We could double the diameter to quadruple cross section area but the wider it gets the weaker it is so we can go up to the size of the Norwegian ship tunnel but anything else is going to need expensive reinforcing. I think the flow would be considerably lower than 10 meters because the gradient over the entire distance is low.

Even assuming major economies of scale that sounds like app £80 bn rather than £8 bn. Still that is inexpensive for more than a million square km. It would also mean that it would take more than a year or 2 to put it in place.

It might well turn out, bearing in mind that the depth here is not to great, that it would be cheaper to cut down from the surface and create an artificial canal. The aqueduct might also be replaced by an above ground canal held there by dams. All a matter of the most cost effective way.
 
Hi Neil - I did a bit more looking on Wiki and discovered that at it's narrowest Suez canal is 205 x24 metres squared, so your aquaduct with a flow rate of 1 metre per second would be fully four times the size of the Suez canal.

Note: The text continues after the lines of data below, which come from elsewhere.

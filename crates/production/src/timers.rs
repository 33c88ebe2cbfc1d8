//! Timer deadline table for the production runner.
//!
//! The state machine owns timer semantics; the runner only tracks deadlines.
//! Timers are single-shot: a fired timer stays dead until the state machine
//! sets it again. Starting a timer that is already pending reschedules it.

use pbft_core::{Event, TimerId};
use std::collections::HashMap;
use std::time::{Duration, Instant};
use tracing::debug;

/// Convert a fired timer into the event the state machine expects.
pub fn timer_event(id: TimerId) -> Event {
    match id {
        TimerId::Idle => Event::IdleTimeout,
        TimerId::Commit => Event::CommitTimeout,
        TimerId::ViewChange => Event::ViewChangeTimeout,
    }
}

/// Pending timer deadlines, polled by the runner's event loop.
#[derive(Debug, Default)]
pub struct Timers {
    deadlines: HashMap<TimerId, Instant>,
}

impl Timers {
    pub fn new() -> Self {
        Self::default()
    }

    /// Arm `id` to fire after `duration`, replacing any pending deadline.
    pub fn start(&mut self, id: TimerId, duration: Duration) {
        debug!(?id, ?duration, "timer set");
        self.deadlines.insert(id, Instant::now() + duration);
    }

    /// Disarm `id`. A no-op if the timer is not pending.
    pub fn cancel(&mut self, id: TimerId) {
        if self.deadlines.remove(&id).is_some() {
            debug!(?id, "timer cancelled");
        }
    }

    /// The earliest pending deadline, if any. The runner sleeps until this.
    pub fn next_deadline(&self) -> Option<Instant> {
        self.deadlines.values().min().copied()
    }

    /// Remove and return every timer whose deadline is at or before `now`,
    /// earliest first.
    pub fn poll(&mut self, now: Instant) -> Vec<TimerId> {
        let mut fired: Vec<(TimerId, Instant)> = self
            .deadlines
            .iter()
            .filter(|(_, deadline)| **deadline <= now)
            .map(|(id, deadline)| (*id, *deadline))
            .collect();
        fired.sort_by_key(|(_, deadline)| *deadline);
        for (id, _) in &fired {
            self.deadlines.remove(id);
        }
        fired.into_iter().map(|(id, _)| id).collect()
    }

    pub fn active_count(&self) -> usize {
        self.deadlines.len()
    }
}
//! Core types for the PBFT consensus engine.
//!
//! This crate provides the foundational types used throughout the consensus
//! implementation:
//!
//! - **Primitives**: content digests, opaque signing capability
//! - **Identity**: [`PeerId`], [`Membership`] with quorum arithmetic
//! - **Consensus types**: [`BlockCandidate`], the five consensus messages
//!
//! # Design Philosophy
//!
//! This crate is self-contained with minimal dependencies. It does not depend
//! on any other workspace crates, making it the foundation layer. The
//! signature scheme is deliberately opaque: consumers only see
//! `sign`/`verify`, never the underlying curve.

mod block;
mod crypto;
mod hash;
mod membership;
mod message;
mod signing;

pub use block::BlockCandidate;
pub use crypto::{KeyPair, PublicKey, Signature, SignatureError};
pub use hash::{Hash, HexError};
pub use membership::{Membership, MembershipError, PeerId};
pub use message::{
    CommitMessage, ConsensusMessage, DedupKey, MessageKind, NewViewMessage, PrePrepareMessage,
    PrepareMessage, PreparedCertificate, ViewChangeMessage,
};
pub use signing::{
    commit_message_bytes, new_view_message_bytes, pre_prepare_message_bytes,
    prepare_message_bytes, view_change_message_bytes, DOMAIN_COMMIT, DOMAIN_NEW_VIEW,
    DOMAIN_PRE_PREPARE, DOMAIN_PREPARE, DOMAIN_VIEW_CHANGE,
};

/// A view number. Monotonically increasing; the primary for view `v` is
/// `membership[v % n]`.
pub type ViewNumber = u64;

/// A block sequence number (chain height). Strictly sequential: a node
/// finalizes sequence numbers in order, one block per sequence number.
pub type SequenceNumber = u64;
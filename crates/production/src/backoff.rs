//! Exponential backoff for unreliable external calls.

use std::fmt::Display;
use std::future::Future;
use std::time::Duration;
use tracing::warn;

/// Retry `operation` until it succeeds, sleeping with exponential backoff
/// between attempts. The delay starts at `base` and doubles up to `max`.
///
/// Never gives up; callers that need a bound should wrap the future in
/// `tokio::time::timeout`.
pub async fn retry_until_ok<T, E, F, Fut>(base: Duration, max: Duration, mut operation: F) -> T
where
    F: FnMut() -> Fut,
    Fut: Future<Output = Result<T, E>>,
    E: Display,
{
    let mut delay = base;
    let mut attempt: u32 = 1;
    loop {
        match operation().await {
            Ok(value) => return value,
            Err(reason) => {
                warn!(attempt, %reason, delay_ms = delay.as_millis() as u64, "retrying");
                tokio::time::sleep(delay).await;
                delay = (delay * 2).min(max);
                attempt += 1;
            }
        }
    }
}

#[cfg(test)]
mod tests {
    use super::*;
    use std::sync::atomic::{AtomicU32, Ordering};

    #[tokio::test]
    async fn test_returns_first_success() {
        let value: u32 =
            retry_until_ok(Duration::from_millis(1), Duration::from_millis(1), || async {
                Ok::<_, &str>(42)
            })
            .await;
        assert_eq!(value, 42);
    }

    #[tokio::test]
    async fn test_retries_until_success() {
        let attempts = AtomicU32::new(0);
        let value = retry_until_ok(Duration::from_millis(1), Duration::from_millis(4), || {
            let n = attempts.fetch_add(1, Ordering::SeqCst);
            async move {
                if n < 3 {
                    Err("not yet")
                } else {
                    Ok(n)
                }
            }
        })
        .await;
        assert_eq!(value, 3);
        assert_eq!(attempts.load(Ordering::SeqCst), 4);
    }

    #[tokio::test(start_paused = true)]
    async fn test_delay_doubles_and_caps() {
        let attempts = AtomicU32::new(0);
        let started = tokio::time::Instant::now();
        retry_until_ok(Duration::from_millis(10), Duration::from_millis(20), || {
            let n = attempts.fetch_add(1, Ordering::SeqCst);
            async move {
                if n < 3 {
                    Err("not yet")
                } else {
                    Ok(())
                }
            }
        })
        .await;
        // Delays: 10 + 20 + 20 (capped) = 50ms of virtual time.
        assert_eq!(started.elapsed(), Duration::from_millis(50));
    }
}
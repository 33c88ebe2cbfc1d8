//! Deterministic ordering for the global simulation event queue.

use pbft_core::Event;
use std::time::Duration;

/// Index of a node within the simulation.
pub type NodeIndex = u32;

/// Ordering key for queued events.
///
/// Events are processed by time, then priority (internal before timers
/// before network), then node index, then insertion order. The trailing
/// sequence number makes every key unique, so two runs with the same seed
/// pop events in exactly the same order.
#[derive(Debug, Clone, Copy, PartialEq, Eq, PartialOrd, Ord)]
pub struct EventKey {
    pub time: Duration,
    pub priority: u8,
    pub node_index: NodeIndex,
    pub sequence: u64,
}

impl EventKey {
    pub fn new(time: Duration, event: &Event, node_index: NodeIndex, sequence: u64) -> Self {
        Self {
            time,
            priority: event.priority() as u8,
            node_index,
            sequence,
        }
    }

    /// Key for an event re-enqueued by the node itself. Uses the Internal
    /// priority so it is processed before anything else at the same time,
    /// regardless of the wrapped event's own kind.
    pub fn internal(time: Duration, node_index: NodeIndex, sequence: u64) -> Self {
        Self {
            time,
            priority: pbft_core::EventPriority::Internal as u8,
            node_index,
            sequence,
        }
    }
}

As you know shipping is the most energy efficient form of transport ( even against a i metre per second current? - still the vessels going the other way would have that advantage ) The point is would that boost to development in it's many forms justify the world's biggest and longest ship canal being placed in central asia. The surface elevation of Lake Baikal is about 455 metres above sea level. I don't know the elevation of the places you wish to irrigate but it would be rather important to find out
 
I would say yes, not just because greening approaching half the land area of the world's most important country is no small thing, but also because our capabilities (if not our ambitions) are enormously greater than during the Victorian age when Suez was cut. That canal was built with human labour and steam power - anything we do is now much easier.
 
I would say yes, not just because greening approaching half the land area of the world's most important country is no small thing, but also because our capabilities (if not our ambitions) are enormously greater than during the Victorian age when Suez was cut. That canal was built with human labour and steam power - anything we do is now much easier.